Inventories are required to be stated at the lower of cost and net realizable value (NRV). [IAS2.9]
Cost should include all: [IAS2.10]
o costs of purchase (including taxes, transport, and handling) net of trade discounts received
o costs of conversion (including fixed and variable manufacturing overheads) and
o other costs incurred in bringing the inventories to their present location and condition
IAS 23 Borrowing Costs identifies some limited circumstances where borrowing costs (interest) can be included in cost of inventories that meet the definition of a qualifying asset. [IAS2.17 and IAS23.4]
Inventory cost should not include: [IAS2.16 and2.18]
o abnormal waste
o storage costs
o administrative overheads unrelated to production
o selling costs
o foreign exchange differences arising directly on the recent acquisition of inventories invoiced in a foreign currency
o Interest cost when inventories are purchased with deferred settlement terms.
The standard cost and retail methods may be used for the measurement of cost, provided that the results approximate actual cost. [IAS2.21-22]
For inventory items that are not interchangeable, specific costs are attributed to the specific individual items of inventory. [IAS2.23]
For items that are interchangeable, IAS2 allows the FIFO or weighted average cost formulas. [IAS2.25] The LIFO formula, which had been allowed prior to the2003 revision of IAS2, is no longer allowed.
The same cost formula should be used for all inventories with similar characteristics as to their nature and use to the entity. For groups of inventories that have different characteristics, different cost formulas may be justified. [IAS2.25]
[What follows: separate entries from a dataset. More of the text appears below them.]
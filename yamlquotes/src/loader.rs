//! YAML loader.
//!
//! Reads a file with a bounded read and builds a style-aware [`Node`] tree
//! from the `saphyr-parser` event stream. Only the first document of a
//! stream is loaded; later documents are neither parsed nor returned.

use std::io::Read;
use std::path::Path;

use saphyr_parser::{Event, Parser, ScanError, Span};

use crate::error::LoadError;
use crate::resolve::resolve_scalar;
use crate::tree::{AliasNode, Location, Node, ScalarNode, ScalarStyle};

/// Default upper bound for a single file (10 MB).
pub const DEFAULT_MAX_FILE_SIZE: u64 = 10_485_760;

/// Deepest collection nesting accepted in a document.
pub const MAX_NESTING_DEPTH: usize = 1024;

/// File name suffixes the check looks at.
pub const YAML_SUFFIXES: &[&str] = &[".yaml", ".yml"];

/// Whether a path names a YAML file (suffix match on the full path string).
#[must_use]
pub fn is_yaml_path(path: &Path) -> bool {
    let path_str = path.to_string_lossy();
    YAML_SUFFIXES.iter().any(|suffix| path_str.ends_with(suffix))
}

/// Read and parse the first YAML document of a file.
///
/// Returns `Ok(None)` when the file holds no document at all (empty or
/// comments only).
///
/// # Errors
///
/// Returns a [`LoadError`] if the file cannot be read, is larger than
/// `max_file_size`, has an undecodable encoding, or is not valid YAML.
pub fn load(path: &Path, max_file_size: u64) -> Result<Option<Node>, LoadError> {
    let content = read_file_bounded(path, max_file_size)?;
    parse_document(&content)
}

/// Read a file using a bounded streaming read, enforcing `max_file_size`.
///
/// At most `max_file_size + 1` bytes are read, so an oversized file is
/// detected without loading it completely.
///
/// # Errors
///
/// Returns a [`LoadError`] on I/O failure, when the file exceeds
/// `max_file_size`, or when its content cannot be decoded (see
/// [`decode_content`]).
pub fn read_file_bounded(path: &Path, max_file_size: u64) -> Result<String, LoadError> {
    let io_error = |source| LoadError::Io {
        path: path.to_owned(),
        source,
    };

    let file = std::fs::File::open(path).map_err(io_error)?;

    let mut buffer = Vec::new();
    file.take(max_file_size.saturating_add(1))
        .read_to_end(&mut buffer)
        .map_err(io_error)?;

    if buffer.len() as u64 > max_file_size {
        return Err(LoadError::FileTooLarge { max_file_size });
    }

    decode_content(buffer)
}

/// Decode raw file bytes into text.
///
/// A UTF-16 byte order mark selects UTF-16 in that byte order; otherwise the
/// content must be UTF-8, with an optional UTF-8 byte order mark. The mark is
/// not part of the returned text.
///
/// # Errors
///
/// Returns [`LoadError::InvalidEncoding`] for malformed UTF-8, an odd number
/// of UTF-16 bytes, or an unpaired UTF-16 surrogate.
pub fn decode_content(mut bytes: Vec<u8>) -> Result<String, LoadError> {
    if let Some(rest) = bytes.strip_prefix(&[0xFF, 0xFE]) {
        return decode_utf16(rest, u16::from_le_bytes);
    }
    if let Some(rest) = bytes.strip_prefix(&[0xFE, 0xFF]) {
        return decode_utf16(rest, u16::from_be_bytes);
    }
    if bytes.starts_with(&[0xEF, 0xBB, 0xBF]) {
        bytes.drain(..3);
    }
    String::from_utf8(bytes).map_err(|_| LoadError::InvalidEncoding)
}

fn decode_utf16(bytes: &[u8], unit: fn([u8; 2]) -> u16) -> Result<String, LoadError> {
    let chunks = bytes.chunks_exact(2);
    if !chunks.remainder().is_empty() {
        return Err(LoadError::InvalidEncoding);
    }
    char::decode_utf16(chunks.map(|pair| unit([pair[0], pair[1]])))
        .collect::<Result<String, _>>()
        .map_err(|_| LoadError::InvalidEncoding)
}

/// Parse the first YAML document in `content`.
///
/// # Errors
///
/// Returns [`LoadError::Parse`] if the document is not valid YAML and
/// [`LoadError::TooDeep`] if collections nest deeper than
/// [`MAX_NESTING_DEPTH`].
pub fn parse_document(content: &str) -> Result<Option<Node>, LoadError> {
    let mut builder = TreeBuilder::default();

    for result in Parser::new_from_str(content) {
        let (event, span) = result.map_err(|e| parse_error(&e))?;
        if builder.on_event(event, span)? == Progress::DocumentDone {
            break;
        }
    }

    Ok(builder.root)
}

fn parse_error(err: &ScanError) -> LoadError {
    let marker = err.marker();
    LoadError::Parse {
        line: marker.line(),
        column: marker.col() + 1,
        message: err.info().to_owned(),
    }
}

fn location_of(span: &Span) -> Location {
    Location::new(span.start.line(), span.start.col() + 1)
}

#[derive(Debug, PartialEq, Eq)]
enum Progress {
    Continue,
    DocumentDone,
}

/// A collection whose end event has not been seen yet.
enum Frame {
    Sequence(Vec<Node>),
    Mapping {
        entries: Vec<(Node, Node)>,
        pending_key: Option<Node>,
    },
}

/// Builds a [`Node`] tree from parser events with an explicit stack of open
/// collections.
#[derive(Default)]
struct TreeBuilder {
    stack: Vec<Frame>,
    root: Option<Node>,
}

impl TreeBuilder {
    fn on_event(&mut self, event: Event<'_>, span: Span) -> Result<Progress, LoadError> {
        match event {
            Event::DocumentEnd | Event::StreamEnd => return Ok(Progress::DocumentDone),

            Event::Scalar(value, style, _anchor_id, tag) => {
                let style = ScalarStyle::from(style);
                let tag = resolve_scalar(
                    &value,
                    style,
                    tag.as_deref()
                        .map(|t| (t.handle.as_str(), t.suffix.as_str())),
                );
                self.push_complete(Node::Scalar(ScalarNode {
                    value: value.into_owned(),
                    tag,
                    style,
                    location: location_of(&span),
                }));
            }

            Event::Alias(_anchor_id) => {
                self.push_complete(Node::Alias(AliasNode {
                    location: location_of(&span),
                }));
            }

            Event::SequenceStart(_anchor_id, _tag) => {
                self.check_depth(&span)?;
                self.stack.push(Frame::Sequence(Vec::new()));
            }

            Event::SequenceEnd => {
                let Some(Frame::Sequence(items)) = self.stack.pop() else {
                    return Err(unbalanced(&span, "sequence end without sequence start"));
                };
                self.push_complete(Node::Sequence(items));
            }

            Event::MappingStart(_anchor_id, _tag) => {
                self.check_depth(&span)?;
                self.stack.push(Frame::Mapping {
                    entries: Vec::new(),
                    pending_key: None,
                });
            }

            Event::MappingEnd => {
                let Some(Frame::Mapping {
                    entries,
                    pending_key: None,
                }) = self.stack.pop()
                else {
                    return Err(unbalanced(&span, "mapping end without mapping start"));
                };
                self.push_complete(Node::Mapping(entries));
            }

            _ => {}
        }

        Ok(Progress::Continue)
    }

    fn check_depth(&self, span: &Span) -> Result<(), LoadError> {
        if self.stack.len() < MAX_NESTING_DEPTH {
            return Ok(());
        }
        let location = location_of(span);
        Err(LoadError::TooDeep {
            max_depth: MAX_NESTING_DEPTH,
            line: location.line,
            column: location.column,
        })
    }

    fn push_complete(&mut self, node: Node) {
        match self.stack.last_mut() {
            None => self.root = Some(node),
            Some(Frame::Sequence(items)) => items.push(node),
            Some(Frame::Mapping {
                entries,
                pending_key,
            }) => match pending_key.take() {
                Some(key) => entries.push((key, node)),
                None => *pending_key = Some(node),
            },
        }
    }
}

fn unbalanced(span: &Span, message: &str) -> LoadError {
    let location = location_of(span);
    LoadError::Parse {
        line: location.line,
        column: location.column,
        message: message.to_owned(),
    }
}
NRV is the estimated selling price in the ordinary course of business, less the estimated cost of completion and the estimated costs necessary to make the sale. [IAS2.6] Any write-down to NRV should be recognized as an expense in the period in which the write-down occurs. Any reversal should be recognized in the income statement in the period in which the reversal occurs. [IAS2.34]
IAS18 Revenue addresses revenue recognition for the sale of goods. When inventories are sold and revenue is recognized, the carrying amount of those inventories is recognized as an expense (often called cost-of-goods-sold). Any write-down to NRV and any inventory losses are also recognized as an expense when they occur. [IAS2.34]
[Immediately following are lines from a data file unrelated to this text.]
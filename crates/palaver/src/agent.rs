use futures::future::join_all;
use std::sync::Arc;
use tracing::{debug, info};

use crate::errors::{AgentError, AgentResult};
use crate::models::content::{Content, ToolUse};
use crate::models::message::Message;
use crate::models::model::ModelFamily;
use crate::models::request::Request;
use crate::models::response::{Response, StopReason};
use crate::models::role::Role;
use crate::providers::base::{Decoded, ModelClient};
use crate::schema;
use crate::tool::{find_tool, ToolDefinition};

/// Where a run stands between two steps
#[derive(Debug, Clone)]
pub enum AgentState {
    /// The request goes to the model next
    Sending(Request),
    /// The model asked for tools; their results go back in the next request
    AwaitingTools(Response),
    /// The model ran out of output tokens and a continuation callback is set
    Continuing(Response),
    /// No pending work, apart from any feedback the caller wants to give
    Done(Response),
}

impl AgentState {
    /// Classify what a provider decoded
    pub fn after_reply(decoded: Decoded) -> Self {
        let response = match decoded {
            Decoded::Request(request) => return AgentState::Sending(request),
            Decoded::Response(response) => response,
        };
        let has_tools = response
            .last_message()
            .map(Message::has_tool_use)
            .unwrap_or(false);

        match response.stop_reason() {
            StopReason::ToolUse if has_tools => AgentState::AwaitingTools(response),
            StopReason::Length if response.request().continuation().is_some() => {
                AgentState::Continuing(response)
            }
            _ => AgentState::Done(response),
        }
    }

    /// Apply the request a continuation callback produced for a truncated turn
    ///
    /// A request ending in an assistant message means the callback settled the turn itself.
    pub fn after_continuation(response: &Response, next: Request) -> AgentResult<Self> {
        match next.last_message() {
            None => Err(AgentError::CallbackContract(
                "continuation returned an empty conversation".to_string(),
            )),
            Some(message) if message.role == Role::Assistant => Ok(AgentState::Done(
                Response::new(response.stop_reason(), next),
            )),
            Some(_) => Ok(AgentState::Sending(next)),
        }
    }

    /// Apply what the feedback callback returned; `None` ends the run, any message is appended
    /// and sent
    pub fn after_feedback(response: &Response, feedback: Option<Message>) -> Option<Self> {
        feedback.map(|message| AgentState::Sending(response.request().with_message(message)))
    }
}

/// Drives a request through tool calls, continuations and feedback until the model is done
pub struct Agent<C: ModelClient> {
    client: C,
}

impl<C: ModelClient> Agent<C> {
    pub fn new(client: C) -> Self {
        Self { client }
    }

    pub fn client(&self) -> &C {
        &self.client
    }

    /// Run the request to completion. The returned response carries the usage of every turn.
    pub async fn run(&self, request: Request) -> AgentResult<Response> {
        info!(
            model = %request.model().code,
            thread = %request.conversation().thread_id(),
            "starting agent run"
        );
        let mut state = AgentState::Sending(request);
        loop {
            state = match state {
                AgentState::Sending(request) => {
                    let decoded = self.client.send(request).await?;
                    AgentState::after_reply(decoded)
                }
                AgentState::AwaitingTools(response) => {
                    let results = self.run_tools(&response).await?;
                    AgentState::Sending(response.request().with_message(results))
                }
                AgentState::Continuing(response) => {
                    debug!("output truncated, asking for a continuation");
                    let next = match response.request().continuation() {
                        Some(continuation) => continuation(&response).map_err(AgentError::Callback)?,
                        None => return Ok(response),
                    };
                    AgentState::after_continuation(&response, next)?
                }
                AgentState::Done(response) => {
                    let feedback = match response.request().feedback() {
                        Some(feedback) => feedback(&response).map_err(AgentError::Callback)?,
                        None => None,
                    };
                    match AgentState::after_feedback(&response, feedback) {
                        Some(next) => next,
                        None => {
                            let usage = response.usage();
                            info!(
                                stop_reason = %response.stop_reason(),
                                input_tokens = usage.input_tokens,
                                output_tokens = usage.output_tokens,
                                cost = usage.total_cost(),
                                "agent run finished"
                            );
                            return Ok(response);
                        }
                    }
                }
            };
        }
    }

    /// Run every tool the last assistant message asked for, concurrently, and collect the
    /// results in call order into one user message
    async fn run_tools(&self, response: &Response) -> AgentResult<Message> {
        let request = response.request();
        let family = request.model().family;
        let tool_uses: Vec<&ToolUse> = response
            .last_message()
            .map(|message| message.tool_uses().collect())
            .unwrap_or_default();

        let futures: Vec<_> = tool_uses
            .iter()
            .map(|tool_use| dispatch_tool_use(request.tools(), family, tool_use))
            .collect();
        let results = join_all(futures).await;

        let mut message = Message::user();
        for result in results {
            message = message.with_content(result?);
        }
        Ok(message)
    }
}

async fn dispatch_tool_use(
    tools: &[Arc<dyn ToolDefinition>],
    family: ModelFamily,
    tool_use: &ToolUse,
) -> AgentResult<Content> {
    let Some(tool) = find_tool(tools, &tool_use.name, family) else {
        debug!(tool = %tool_use.name, "model called an unknown tool");
        return Ok(Content::tool_result(
            &tool_use.id,
            vec![Content::text(format!("Tool not found: {}", tool_use.name))],
        ));
    };

    let schema = tool.input_schema();
    if schema::should_validate(schema, &tool_use.input) {
        if let Err(issues) = schema::validate(schema, &tool_use.input) {
            debug!(tool = %tool_use.name, "tool input failed schema validation");
            return Ok(Content::tool_result(
                &tool_use.id,
                vec![Content::text(format!(
                    "ERROR: Input is not matching expected schema: {}",
                    schema::describe(&issues)
                ))],
            ));
        }
    }

    debug!(tool = %tool_use.name, id = %tool_use.id, "calling tool");
    let contents = tool
        .handle(tool_use.input.clone())
        .await
        .map_err(|source| AgentError::ToolFailed {
            name: tool_use.name.clone(),
            source,
        })?;
    Ok(Content::tool_result(&tool_use.id, contents))
}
Required disclosures: [IAS2.36]
o accounting policy for inventories
o Carrying amount, generally classified as merchandise, supplies, materials, work in progress, and finished goods. The classifications depend on what is appropriate for the entity
o carrying amount of any inventories carried at fair value less costs to sell
o amount of any write-down of inventories recognized as an expense in the period
o amount of any reversal of a write-down to NRV and the circumstances that led to such reversal
o carrying amount of inventories pledged as security for liabilities
o Cost of inventories recognized as expense (cost of goods sold). IAS2 acknowledges that some enterprises classify income statement expenses by nature (materials, labor, and so on) rather than by function (cost of goods sold, selling expense, and so on). Accordingly, as an alternative to disclosing cost of goods sold expense, IAS2 allows an entity to disclose operating costs recognized during the period by nature of the cost (raw materials and consumables, labor costs, other operating costs) and the amount of the net change in inventories for the period). [IAS2.39] This is consistent with IAS1 Presentation of Financial Statements, which allows presentation of expenses by function or nature.